A few fun facts about Hoffman:
- His grandparents Sally and Don Schmitt were the original owners of The French Laundry in Yountville and founders of The Apple Farm in Philo.
- Hoffman was the youngest chef ever to win a Michelin star, at the age of 25.
- He was a co-founder of Carneros Micros, a microgreen and edible flower farm.
- Hoffman replaces chef Miles Thompson, who joined Shed in January.

Shed has hosted a string of talented chefs in its kitchen since opening in 2013. 25 North St., Healdsburg, 707-431-7433.

Fish On: The fishmongers of ~SANTA ROSA SEAFOOD RAW BAR AND GRILL~ have opened a new restaurant with—and I say this with all seriousness—the best fish tacos I’ve ever had. That may have a lot to do with the fact that most of the fish comes in daily and is already incredible. Rather than being batter-dipped and fried within an inch of its life, delicate whitefish (usually cod, but it changes with the fresh catch) is adorned only with pico de gallo, cabbage, and chipotle aioli. Fish and chips are also outstanding—the kind you always wish you could get at the beach, but never do. Larger entrees like blackened ahi tuna, petrale sole piccata, and cioppino are also stunners. Just keep in mind that lines are starting to form, and the space is small.Open Wed-Sun. 946 Santa Rosa Ave., Santa Rosa, 707-579-2085.

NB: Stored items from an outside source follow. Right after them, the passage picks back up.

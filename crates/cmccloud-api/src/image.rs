//! Server image templates

use crate::client::CmcClient;
use crate::error::Result;
use cmccloud_task::{Params, Transport};
use serde::{Deserialize, Serialize};

#[derive(Debug, Clone, Default, PartialEq, Eq, Serialize, Deserialize)]
#[serde(default)]
pub struct Image {
    #[serde(rename = "uuid")]
    pub id: String,
    pub name: String,
    pub bits: u32,
}

pub struct ImageService<'a, T> {
    client: &'a CmcClient<T>,
}

impl<'a, T: Transport> ImageService<'a, T> {
    pub(crate) fn new(client: &'a CmcClient<T>) -> Self {
        Self { client }
    }

    /// Templates available for new servers
    pub async fn list(&self) -> Result<Vec<Image>> {
        self.client.fetch("server/templates", Params::new()).await
    }
}
//! Direct task lookups

use crate::client::CmcClient;
use crate::error::Result;
use cmccloud_task::{Params, TASK_STATUS_ACTION, TaskHandle, TaskStatus, TimingProfile, Transport};

pub struct TaskService<'a, T> {
    client: &'a CmcClient<T>,
}

impl<'a, T: Transport> TaskService<'a, T> {
    pub(crate) fn new(client: &'a CmcClient<T>) -> Self {
        Self { client }
    }

    /// Current status of a task, without waiting
    pub async fn get(&self, id: &str) -> Result<TaskStatus> {
        self.client
            .fetch(TASK_STATUS_ACTION, Params::new().with_id(id))
            .await
    }

    /// Wait for a task started elsewhere to reach `DONE`
    pub async fn wait(&self, id: &str, profile: TimingProfile) -> Result<TaskStatus> {
        Ok(self
            .client
            .runner()
            .wait_for_task(&TaskHandle::new(id), profile)
            .await?)
    }
}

News on the Sonoma Square: LaSalette’s Manuel Azevedo has purchased Sonoma’s Epicurean Connection, with plans to open a tapas restaurant and wine bar in the space in early 2016. Dubbed ~TASCA TASCA TAPAS RESTAURANT AND WINE BAR~, the forthcoming eatery is the third for Azevedo, who also owns Sonoma’s LaSalette and Café Lucia in Healdsburg. Both have won numerous accolades for Azevedo’s cozinha nova portuguesa, or “new Portuguese cuisine.”

Tasca Tasca’s menu will reflect Azevedo’s focus on Portuguese cooking, small plates style. Dishes will include Portuguese mac and cheese, raw oysters with lemon fennel mignonette, house-smoked California sturgeon, Azoriana sliders with pork and São Jorge cheese, goat stew with fingerling potatoes, and pork belly with Madeira glaze. There will also be many other authentic and seasonal tapas including a variety of salads, soups, and sweets. A curated wine list focuses on Portuguese wines and an extensive Port and Madeira selection. 122 W. Napa St., Sonoma.

Sheana Davis, who opened Epicurean Connection in 2010, has no plans to hang up her apron anytime soon. The cheesemaker, caterer, and educator will be expanding her cheesemaking operations with her Delice de la Vallee and Creme de Fromage cheeses (found at swank spots like The French Laundry). She also plans to continue to cater and host a variety of classes throughout the region, as well as in NYC and New Orleans.